Een discussiepaper van ALLEA, een verband van Europese academies waar ook de KNAW deel van uitmaakt, bespreekt het veranderende landschap van media en communicatie. Wat zijn daarvan de effecten op het vertrouwen in de wetenschap als instituut? Daarover klinken Europabreed grote zorgen.

In 2017 schreven José van Dijck en Wim van Saarloos van de KNAW al een waarschuwing in NRC voor het eroderende vertrouwen in de wetenschap. “Koester de cultuur die feiten onderscheidt en respecteert”, stelden de toenmalig president en vicepresident van de Akademie over het gevaar van nepnieuws en georkestreerde aanvallen op de integriteit van wetenschappers.

Als het specifiek wordt is het vertrouwen weg

Hoewel het Rathenau Instituut vorig jaar constateerde dat desinformatie De term desinformatie betreft foutieve informatie die ‘moedwillig’ verspreid wordt, door individuen, media of overheden. Deze term moet niet verward worden met misinformatie: foutieve informatie die zonder slechte bedoeling wordt verspreid. vooralsnog in Nederland geen grote negatieve impact heeft gehad, zijn de zorgen in de academische wereld groot. Die zorgen zitten hem niet zozeer in het gebrek aan vertrouwen in de wetenschap als instituut. Peilingen wereldwijd laten zien dat het vertrouwen blijvend hoog is. Het gaat om hoe er in de maatschappij gekeken wordt naar de uitkomsten van wetenschap.

Het rapport Trust in science and changing landscapes of communication

En dus gaat de blik naar de media. “Kennis over en perceptie van wetenschap worden grotendeels gevormd door journalistieke media,” valt in het paper te lezen. “Als deze informatie de bestaande kennis, waarden, politieke ideologieën en identiteiten van mensen bereikt, kan deze informatie het vertrouwen in wetenschappers en wetenschappelijke instituties juist versterken of doen afnemen.”

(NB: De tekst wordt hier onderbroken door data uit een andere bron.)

//! Object-fetchers, role-describers, and the per-RPC evaluator.
//! Fetchers and role-describers share one key namespace here: the
//! descriptor's `object_key` both selects the fetcher and, doubling as the
//! "object type name" the source keys role-describers by, selects the
//! describer — Rust's type erasure makes deriving a separate runtime type
//! name from the fetched object unreliable, and the descriptor already
//! names the object unambiguously, so collapsing the two namespaces loses
//! nothing (see DESIGN.md).

use std::any::Any;
use std::collections::{HashMap, HashSet};
use std::sync::Arc;

use async_trait::async_trait;
use pf_auth::Identity;
use pf_core::{Error, Result};

use crate::effect::{Effect, combine};
use crate::policy::{PolicyRule, RoleHierarchy};

/// Materializes an authorization target from its identifier. Registered
/// under an `object_key` named by RPC method descriptors.
#[async_trait]
pub trait ObjectFetcher: Send + Sync {
	async fn fetch(&self, object_id: &str) -> Result<Arc<dyn Any + Send + Sync>>;
}

/// Enumerates the roles an identity holds relative to a specific object
/// and scope. `identity` is `None` for anonymous requests; `object` is
/// `None` when the descriptor's `object_key` is `"*"` (object-free check).
#[async_trait]
pub trait RoleDescriber: Send + Sync {
	async fn describe(
		&self,
		identity: Option<&Identity>,
		object: Option<&(dyn Any + Send + Sync)>,
		scope: Option<&str>,
	) -> Result<HashSet<String>>;
}

/// Marker object-key meaning "this RPC has no authorization target".
pub const WILDCARD_KEY: &str = "*";

/// The per-RPC inputs the evaluator needs: the descriptor-declared side
/// (`action`, `object_key`, `default_effect`) and the request-declared
/// side (`object_id`, `scope_id`), plus the identity resolved from
/// context.
pub struct EvaluationRequest<'a> {
	pub action: &'a str,
	pub object_key: &'a str,
	pub default_effect: Effect,
	pub object_id: Option<&'a str>,
	pub scope_id: Option<&'a str>,
	pub identity: Option<&'a Identity>,
}

/// The immutable, built authorization engine: a policy multiset plus the
/// object-fetchers and role-describers the descriptors on an RPC surface
/// reference by key.
pub struct AuthorizationEngine {
	policies: Vec<PolicyRule>,
	fetchers: HashMap<String, Arc<dyn ObjectFetcher>>,
	describers: HashMap<String, Arc<dyn RoleDescriber>>,
	hierarchy: RoleHierarchy,
}

impl AuthorizationEngine {
	pub(crate) fn new(
		policies: Vec<PolicyRule>,
		fetchers: HashMap<String, Arc<dyn ObjectFetcher>>,
		describers: HashMap<String, Arc<dyn RoleDescriber>>,
		hierarchy: RoleHierarchy,
	) -> Self {
		Self { policies, fetchers, describers, hierarchy }
	}

	/// Number of accumulated policy rules; mainly useful for tests.
	pub fn policy_count(&self) -> usize {
		self.policies.len()
	}

	/// Runs the full evaluation contract. `Ok(())` means the request is
	/// allowed to proceed to the handler; `Err` carries the appropriate
	/// status-kind error.
	pub async fn evaluate(&self, req: EvaluationRequest<'_>) -> Result<()> {
		tracing::debug!(action = req.action, object_key = req.object_key, "authorization evaluate starting");
		if req.object_key != WILDCARD_KEY && req.object_id.is_none() {
			return Err(Error::internal(format!(
				"authz descriptor for action '{}' names object_key '{}' but the request carries no object_id",
				req.action, req.object_key
			)));
		}

		let object: Option<Arc<dyn Any + Send + Sync>> = if req.object_key == WILDCARD_KEY {
			None
		} else {
			let fetcher = self.fetchers.get(req.object_key).ok_or_else(|| {
				Error::internal(format!("no object fetcher registered for key '{}'", req.object_key))
			})?;
			let object_id = req.object_id.expect("checked above");
			Some(fetcher.fetch(object_id).await.map_err(|e| e.wrap(format!("fetch object '{object_id}'")))?)
		};

		let describer = self.describers.get(req.object_key).or_else(|| self.describers.get(WILDCARD_KEY));
		let roles = match describer {
			Some(describer) => describer.describe(req.identity, object.as_deref(), req.scope_id).await?,
			None => HashSet::new(),
		};
		let roles = self.hierarchy.expand(&roles);

		let effects: Vec<Effect> = self
			.policies
			.iter()
			.filter(|rule| rule.action == req.action && roles.contains(&rule.role))
			.map(|rule| rule.effect)
			.collect();

		match combine(&effects, req.default_effect) {
			Effect::Allow => {
				tracing::debug!(action = req.action, object_key = req.object_key, "authorization allowed");
				Ok(())
			}
			Effect::Deny if req.identity.is_none() => {
				tracing::debug!(action = req.action, object_key = req.object_key, "authorization denied: no identity");
				Err(Error::unauthenticated(format!("action '{}' requires authentication", req.action)))
			}
			Effect::Deny => {
				tracing::info!(action = req.action, object_key = req.object_key, "authorization denied");
				Err(Error::permission_denied(format!("action '{}' denied", req.action))
					.with_public_message("you do not have permission to perform this action"))
			}
		}
	}
}
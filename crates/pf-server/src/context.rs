//! Request-context enrichment: every request gets a derived context
//! carrying a named logger's tracked fields, an identity slot the
//! identity-extraction stage fills in, and a [`RequestConfig`] injector
//! plugins use to place per-request shared state (a work-queue handle,
//! for instance) under well-known keys.

use std::any::Any;
use std::collections::BTreeMap;
use std::sync::Arc;

use parking_lot::RwLock;
use pf_auth::Identity;
use serde_json::Value;

/// Per-request shared state plugins inject under well-known string keys.
/// Reads/writes are cheap — a short-lived lock, never held across an
/// `await`.
#[derive(Default, Clone)]
pub struct RequestConfig {
	values: Arc<RwLock<std::collections::HashMap<String, Arc<dyn Any + Send + Sync>>>>,
}

impl RequestConfig {
	pub fn new() -> Self {
		Self::default()
	}

	pub fn insert(&self, key: impl Into<String>, value: Arc<dyn Any + Send + Sync>) {
		self.values.write().insert(key.into(), value);
	}

	pub fn get<T: Send + Sync + 'static>(&self, key: &str) -> Option<Arc<T>> {
		let values = self.values.read();
		let value = values.get(key)?;
		value.clone().downcast::<T>().ok()
	}
}

/// Structured fields accumulated across the interceptor chain and flushed
/// into one `tracing` event by the logging stage: a per-request field
/// accumulator renamed by full method name.
#[derive(Default, Clone)]
pub struct TrackedFields {
	fields: Arc<RwLock<BTreeMap<String, Value>>>,
}

impl TrackedFields {
	pub fn new() -> Self {
		Self::default()
	}

	pub fn set(&self, key: impl Into<String>, value: impl Into<Value>) {
		self.fields.write().insert(key.into(), value.into());
	}

	pub fn snapshot(&self) -> BTreeMap<String, Value> {
		self.fields.read().clone()
	}
}

/// The derived per-request context threaded through the interceptor chain
/// and into the terminal handler.
#[derive(Clone)]
pub struct RequestContext {
	pub method: String,
	pub fields: TrackedFields,
	pub config: RequestConfig,
	identity: Arc<RwLock<Option<Identity>>>,
}

impl RequestContext {
	pub fn new(method: impl Into<String>) -> Self {
		let method = method.into();
		let fields = TrackedFields::new();
		fields.set("method", method.clone());
		Self { method, fields, config: RequestConfig::new(), identity: Arc::new(RwLock::new(None)) }
	}

	/// Set once the identity-extraction stage resolves an identity.
	/// Absence is not an error — only the authorization stage (or a
	/// handler demanding one) treats a missing identity as a failure.
	pub fn set_identity(&self, identity: Identity) {
		self.fields.set("subject", identity.subject.clone());
		*self.identity.write() = Some(identity);
	}

	pub fn identity(&self) -> Option<Identity> {
		self.identity.read().clone()
	}
}

#[cfg(test)]
mod tests {
	use super::*;

	#[test]
	fn tracked_fields_seed_method_name() {
		let ctx = RequestContext::new("/pf.Documents/View");
		assert_eq!(ctx.fields.snapshot().get("method").unwrap(), "/pf.Documents/View");
	}

	#[test]
	fn setting_identity_records_subject_field() {
		let ctx = RequestContext::new("/pf.Documents/View");
		ctx.set_identity(Identity::new("password", "user-1", "session-1"));
		assert_eq!(ctx.fields.snapshot().get("subject").unwrap(), "user-1");
		assert_eq!(ctx.identity().unwrap().subject, "user-1");
	}

	#[test]
	fn request_config_round_trips_typed_values() {
		struct Handle(u32);
		let config = RequestConfig::new();
		config.insert("queue", Arc::new(Handle(7)));
		assert_eq!(config.get::<Handle>("queue").unwrap().0, 7);
		assert!(config.get::<Handle>("missing").is_none());
	}
}
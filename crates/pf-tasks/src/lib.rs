//! # pf-tasks
//!
//! A single-consumer work queue abstraction ([`WorkQueue`]) plus an
//! in-memory, round-robin-dispatching implementation ([`InMemoryQueue`])
//! backed by a bounded channel and a fixed worker pool.
//!
//! ```
//! use std::sync::Arc;
//! use std::time::Duration;
//! use pf_tasks::{InMemoryQueue, QueueConfig, TaskHandler, Task, WaitContext, WorkQueue};
//! use async_trait::async_trait;
//!
//! struct Echo;
//!
//! #[async_trait]
//! impl TaskHandler<String> for Echo {
//!     async fn handle(&self, task: Task<String>) -> pf_core::Result<()> {
//!         println!("{}", task.payload);
//!         Ok(())
//!     }
//! }
//!
//! # tokio_test::block_on(async {
//! let queue: InMemoryQueue<String> = InMemoryQueue::new(QueueConfig::unbounded());
//! queue.subscribe("greetings", Arc::new(Echo));
//! queue.enqueue("greetings", "hello".to_string()).await.unwrap();
//! queue.wait(&WaitContext::with_timeout(Duration::from_secs(1))).await.unwrap();
//! # });
//! ```

pub mod memory;
pub mod queue;
pub mod task;

pub use memory::{InMemoryQueue, QueueConfig};
pub use queue::{FnHandler, TaskHandler, WaitContext, WorkQueue};
pub use task::Task;
//! Identity cookie transport: builds the `Set-Cookie` header value emitted
//! via response metadata when a login issues a cookie rather than an
//! opaque bearer token.

/// Cookie attributes. `secure` should be `false` only in local
/// development over plain HTTP. `http_only` is `true` for the identity
/// cookie and `false` for the CSRF cookie — client-side script must be
/// able to read the latter to double-submit it as a query parameter.
#[derive(Debug, Clone)]
pub struct CookieOptions {
	pub name: String,
	pub path: String,
	pub secure: bool,
	pub http_only: bool,
	pub max_age_seconds: i64,
}

impl Default for CookieOptions {
	fn default() -> Self {
		Self { name: "pf-at".to_string(), path: "/".to_string(), secure: true, http_only: true, max_age_seconds: 3600 }
	}
}

impl CookieOptions {
	/// Options for the CSRF double-submit cookie: same transport
	/// attributes as the identity cookie, but readable by client script.
	pub fn csrf_defaults() -> Self {
		Self { name: "pf-ct".to_string(), http_only: false, ..Self::default() }
	}
}

/// Renders a `Set-Cookie` header value carrying `token` under `options`.
/// Always `SameSite=Lax`; `HttpOnly`/`Secure` are attached per `options`.
pub fn set_cookie_header(token: &str, options: &CookieOptions) -> String {
	let mut header =
		format!("{}={}; Path={}; Max-Age={}; SameSite=Lax", options.name, token, options.path, options.max_age_seconds);
	if options.http_only {
		header.push_str("; HttpOnly");
	}
	if options.secure {
		header.push_str("; Secure");
	}
	header
}

/// Renders a `Set-Cookie` header value that immediately expires the
/// cookie named by `options`, for logout.
pub fn clear_cookie_header(options: &CookieOptions) -> String {
	let mut header = format!("{}=; Path={}; Max-Age=0; SameSite=Lax", options.name, options.path);
	if options.http_only {
		header.push_str("; HttpOnly");
	}
	header
}

/// Extracts a named cookie's value from a raw `Cookie` header.
pub fn read_cookie(header: &str, name: &str) -> Option<String> {
	header.split(';').find_map(|pair| {
		let (key, value) = pair.trim().split_once('=')?;
		(key == name).then(|| value.to_string())
	})
}
//! The resolved identity of an authenticated request.

use chrono::{DateTime, Utc};
use serde::{Deserialize, Serialize};

/// Metadata recorded when one identity is acting on behalf of another
/// (support tooling impersonating a user, for example).
#[derive(Debug, Clone, PartialEq, Eq, Serialize, Deserialize)]
pub struct Delegation {
	pub admin_subject: String,
	pub reason: String,
	pub original_subject: String,
}

/// An authenticated principal. Immutable once minted; a refresh mints a
/// new `Identity` rather than mutating this one.
#[derive(Debug, Clone, PartialEq, Eq, Serialize, Deserialize)]
pub struct Identity {
	pub provider: String,
	pub subject: String,
	pub session_id: String,
	pub auth_time: DateTime<Utc>,
	pub email: Option<String>,
	pub email_verified: bool,
	pub display_name: Option<String>,
	pub scopes: Vec<String>,
	pub delegation: Option<Delegation>,
}

impl Identity {
	pub fn new(provider: impl Into<String>, subject: impl Into<String>, session_id: impl Into<String>) -> Self {
		Self {
			provider: provider.into(),
			subject: subject.into(),
			session_id: session_id.into(),
			auth_time: Utc::now(),
			email: None,
			email_verified: false,
			display_name: None,
			scopes: Vec::new(),
			delegation: None,
		}
	}

	pub fn with_email(mut self, email: impl Into<String>, verified: bool) -> Self {
		self.email = Some(email.into());
		self.email_verified = verified;
		self
	}

	pub fn with_display_name(mut self, name: impl Into<String>) -> Self {
		self.display_name = Some(name.into());
		self
	}

	pub fn with_scopes(mut self, scopes: Vec<String>) -> Self {
		self.scopes = scopes;
		self
	}

	pub fn with_delegation(mut self, delegation: Delegation) -> Self {
		self.delegation = Some(delegation);
		self
	}
}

Veranderend journalistiek landschap

Net als wetenschap staat of valt de media als instituut bij publiek vertrouwen. “Beide instituten steunen op een systeem van institutionele checks and balances – georganiseerde controle die cruciaal is voor het verkrijgen en behouden van maatschappelijk vertrouwen.” Maar wat gebeurt er als het journalistieke landschap grondig aan het veranderen is?

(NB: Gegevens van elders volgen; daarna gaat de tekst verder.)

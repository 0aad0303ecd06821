//! Turnkey `tracing` bootstrap. The rest of this workspace only calls
//! `tracing::{debug,info,warn,error}!` and leaves wiring up a subscriber to
//! the application; this module is that wiring for applications that don't
//! want to hand-roll their own.
//!
//! The filter honors `RUST_LOG` when set and otherwise falls back to
//! `default_directive`, mirroring the common `tracing-subscriber`
//! `EnvFilter::try_from_default_env().unwrap_or_else(...)` idiom.

use tracing_subscriber::fmt;
use tracing_subscriber::layer::SubscriberExt;
use tracing_subscriber::util::SubscriberInitExt;
use tracing_subscriber::{EnvFilter, Registry};

/// Installs a global `tracing` subscriber with the default directive
/// `"info"`. Panics if a global subscriber is already installed; use
/// [`try_init`] to get a `Result` instead.
pub fn init() {
	try_init("info").expect("install global tracing subscriber");
}

/// Installs a global `tracing` subscriber, falling back to
/// `default_directive` when `RUST_LOG` is unset or invalid.
pub fn try_init(default_directive: &str) -> Result<(), tracing_subscriber::util::TryInitError> {
	let filter = EnvFilter::try_from_default_env().unwrap_or_else(|_| EnvFilter::new(default_directive));
	Registry::default().with(filter).with(fmt::layer()).try_init()
}
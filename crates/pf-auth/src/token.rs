//! Identity token mint/verify: a signed, self-describing JWT carrying an
//! [`Identity`], checked against a process-wide signing key and a session
//! blocklist.

use chrono::{Duration, Utc};
use jsonwebtoken::{DecodingKey, EncodingKey, Header, Validation, decode, encode};
use pf_core::{Error, Result};
use serde::{Deserialize, Serialize};

use crate::blocklist::Blocklist;
use crate::identity::{Delegation, Identity};

/// JWT claims embedding an [`Identity`]. `exp`/`iat` are Unix timestamps,
/// as `jsonwebtoken` expects.
#[derive(Debug, Clone, Serialize, Deserialize)]
struct Claims {
	sub: String,
	sid: String,
	provider: String,
	iat: i64,
	exp: i64,
	email: Option<String>,
	email_verified: bool,
	display_name: Option<String>,
	#[serde(default)]
	scopes: Vec<String>,
	delegation: Option<Delegation>,
}

impl Claims {
	fn from_identity(identity: &Identity, ttl: Duration) -> Self {
		let now = Utc::now();
		Self {
			sub: identity.subject.clone(),
			sid: identity.session_id.clone(),
			provider: identity.provider.clone(),
			iat: identity.auth_time.timestamp(),
			exp: (now + ttl).timestamp(),
			email: identity.email.clone(),
			email_verified: identity.email_verified,
			display_name: identity.display_name.clone(),
			scopes: identity.scopes.clone(),
			delegation: identity.delegation.clone(),
		}
	}

	fn into_identity(self) -> Identity {
		Identity {
			provider: self.provider,
			subject: self.sub,
			session_id: self.sid,
			auth_time: chrono::DateTime::from_timestamp(self.iat, 0).unwrap_or_else(Utc::now),
			email: self.email,
			email_verified: self.email_verified,
			display_name: self.display_name,
			scopes: self.scopes,
			delegation: self.delegation,
		}
	}
}

/// Mints and verifies identity tokens for one signing key. Holding the
/// blocklist here keeps `verify` a single call for interceptors.
pub struct TokenAuthority {
	encoding_key: EncodingKey,
	decoding_key: DecodingKey,
	validation: Validation,
	blocklist: Blocklist,
}

impl TokenAuthority {
	pub fn new(signing_key: &[u8]) -> Self {
		let mut validation = Validation::new(jsonwebtoken::Algorithm::HS256);
		validation.validate_exp = true;
		Self {
			encoding_key: EncodingKey::from_secret(signing_key),
			decoding_key: DecodingKey::from_secret(signing_key),
			validation,
			blocklist: Blocklist::new(),
		}
	}

	pub fn blocklist(&self) -> &Blocklist {
		&self.blocklist
	}

	/// Mints a token for `identity`, valid for `ttl`.
	pub fn mint(&self, identity: &Identity, ttl: Duration) -> Result<String> {
		encode(&Header::new(jsonwebtoken::Algorithm::HS256), &Claims::from_identity(identity, ttl), &self.encoding_key)
			.map_err(|e| Error::internal("mint identity token").with_cause(e))
	}

	/// Verifies `token`: checks signature and expiration, then rejects
	/// blocklisted sessions.
	pub fn verify(&self, token: &str) -> Result<Identity> {
		let data = decode::<Claims>(token, &self.decoding_key, &self.validation)
			.map_err(|e| Error::unauthenticated("invalid identity token").with_cause(e))?;
		if self.blocklist.contains(&data.claims.sid) {
			return Err(Error::unauthenticated("session has been revoked"));
		}
		Ok(data.claims.into_identity())
	}

	/// Invalidates `session_id` for the remainder of its token lifetime.
	pub fn revoke(&self, session_id: &str, remaining_lifetime: Duration) {
		self.blocklist.insert(session_id, remaining_lifetime);
	}
}

#[cfg(test)]
mod tests {
	use super::*;

	fn sample_identity() -> Identity {
		Identity::new("password", "user-1", "session-1").with_email("a@example.com", true)
	}

	#[test]
	fn mint_then_verify_round_trips() {
		let authority = TokenAuthority::new(b"test-signing-key-at-least-32-bytes!");
		let identity = sample_identity();
		let token = authority.mint(&identity, Duration::hours(1)).unwrap();
		let verified = authority.verify(&token).unwrap();
		assert_eq!(verified.subject, identity.subject);
		assert_eq!(verified.session_id, identity.session_id);
		assert_eq!(verified.email.as_deref(), Some("a@example.com"));
	}

	#[test]
	fn verify_rejects_expired_token() {
		let authority = TokenAuthority::new(b"test-signing-key-at-least-32-bytes!");
		let token = authority.mint(&sample_identity(), Duration::seconds(-1)).unwrap();
		let err = authority.verify(&token).unwrap_err();
		assert!(err.is(pf_core::ErrorKind::Unauthenticated));
	}

	#[test]
	fn verify_rejects_revoked_session() {
		let authority = TokenAuthority::new(b"test-signing-key-at-least-32-bytes!");
		let identity = sample_identity();
		let token = authority.mint(&identity, Duration::hours(1)).unwrap();
		authority.revoke(&identity.session_id, Duration::hours(1));
		let err = authority.verify(&token).unwrap_err();
		assert!(err.is(pf_core::ErrorKind::Unauthenticated));
	}

	#[test]
	fn verify_rejects_tampered_signature() {
		let authority = TokenAuthority::new(b"test-signing-key-at-least-32-bytes!");
		let mut token = authority.mint(&sample_identity(), Duration::hours(1)).unwrap();
		token.push('x');
		assert!(authority.verify(&token).is_err());
	}

	#[test]
	fn verify_rejects_a_token_minted_under_a_different_key() {
		let minting_authority = TokenAuthority::new(b"test-signing-key-at-least-32-bytes!");
		let verifying_authority = TokenAuthority::new(b"a-completely-different-key-32-bytes!");
		let token = minting_authority.mint(&sample_identity(), Duration::hours(1)).unwrap();
		let err = verifying_authority.verify(&token).unwrap_err();
		assert!(err.is(pf_core::ErrorKind::Unauthenticated));
	}
}
//! The [`Record`] contract and collection-name derivation: snake_case +
//! pluralize the type's own name, cached per type, overridable by the
//! record itself.

use std::any::TypeId;
use std::collections::HashMap;
use std::sync::OnceLock;

use parking_lot::RwLock;
use serde::Serialize;

/// Anything storable through [`crate::store::Store`]. Exposes a primary
/// key; the collection it lives in is derived from the type name unless
/// the implementation overrides [`Record::collection_name`].
pub trait Record: Serialize + Send + Sync + 'static {
	/// The record's primary key. Stable for the record's lifetime.
	fn primary_key(&self) -> String;

	/// The collection this record type lives in. Default: snake_case +
	/// pluralize the type's own (unqualified) name, memoized per type.
	fn collection_name() -> String
	where
		Self: Sized,
	{
		derive_collection_name::<Self>()
	}
}

fn cache() -> &'static RwLock<HashMap<TypeId, String>> {
	static CACHE: OnceLock<RwLock<HashMap<TypeId, String>>> = OnceLock::new();
	CACHE.get_or_init(|| RwLock::new(HashMap::new()))
}

/// Derives and caches the default collection name for `T`.
pub fn derive_collection_name<T: 'static>() -> String {
	let type_id = TypeId::of::<T>();
	if let Some(name) = cache().read().get(&type_id) {
		return name.clone();
	}
	let full = std::any::type_name::<T>();
	let short = full.rsplit("::").next().unwrap_or(full);
	let name = pluralize(&to_snake_case(short));
	cache().write().insert(type_id, name.clone());
	name
}

/// `PascalCase`/`camelCase` -> `snake_case`.
pub fn to_snake_case(input: &str) -> String {
	let mut out = String::with_capacity(input.len() + 4);
	let mut prev_lower_or_digit = false;
	for ch in input.chars() {
		if ch.is_uppercase() {
			if prev_lower_or_digit {
				out.push('_');
			}
			out.extend(ch.to_lowercase());
			prev_lower_or_digit = false;
		} else {
			out.push(ch);
			prev_lower_or_digit = ch.is_lowercase() || ch.is_ascii_digit();
		}
	}
	out
}

/// A deliberately simple English pluralizer, sufficient for identifier-
/// shaped type names; it makes no attempt at full linguistic coverage.
pub fn pluralize(word: &str) -> String {
	if word.is_empty() {
		return word.to_string();
	}
	if let Some(stem) = word.strip_suffix('y') {
		if !stem.ends_with(['a', 'e', 'i', 'o', 'u']) {
			return format!("{stem}ies");
		}
	}
	if word.ends_with(['s', 'x', 'z']) || word.ends_with("ch") || word.ends_with("sh") {
		return format!("{word}es");
	}
	format!("{word}s")
}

Volgens de auteurs van het ALLEA-paper zorgen technologische ontwikkelingen ervoor dat er op steeds grotere schaal “ongecheckte feiten, roddels en propaganda” verspreid worden. “Deze transformatie wordt niet enkel door technologische veranderingen gedreven. Het is een complexe relatie tussen socio-technologische en politiek-economische veranderingen met betrekking tot media, wetenschap en publieke opinie.”

Geen zicht meer op de bron

Een belangrijk gevolg van deze ontwikkelingen wordt in het paper ‘context collapse’ genoemd. “In een online omgeving waar alles content is, kan de waarachtigheid van tekst, beeld of geluid vaak niet langer direct worden opgemaakt uit de context.” In het geval van wetenschappelijk nieuws, betekent dit dat vaak niet goed meer achterhaald kan worden hoe betrouwbaar de bron is.

De schrijvers van het paper betrekken hier ook de discussie rond open access bij. “Hoe kan een predatory journal worden onderscheiden van een kwalitatief hoogwaardig tijdschrift. Hoe kan het publiek de waarde van wetenschappelijke claims beoordelen als de primaire literatuur gecontroleerd wordt door commerciële uitgevers en alleen beschikbaar is in dure bibliotheken en achter betaalmuren?” ALLEA stelt derhalve wetenschappelijke communicatie effectieve ‘gate-keepers’ nodig heeft om fraude te voorkomen en hoge standaarden te garanderen.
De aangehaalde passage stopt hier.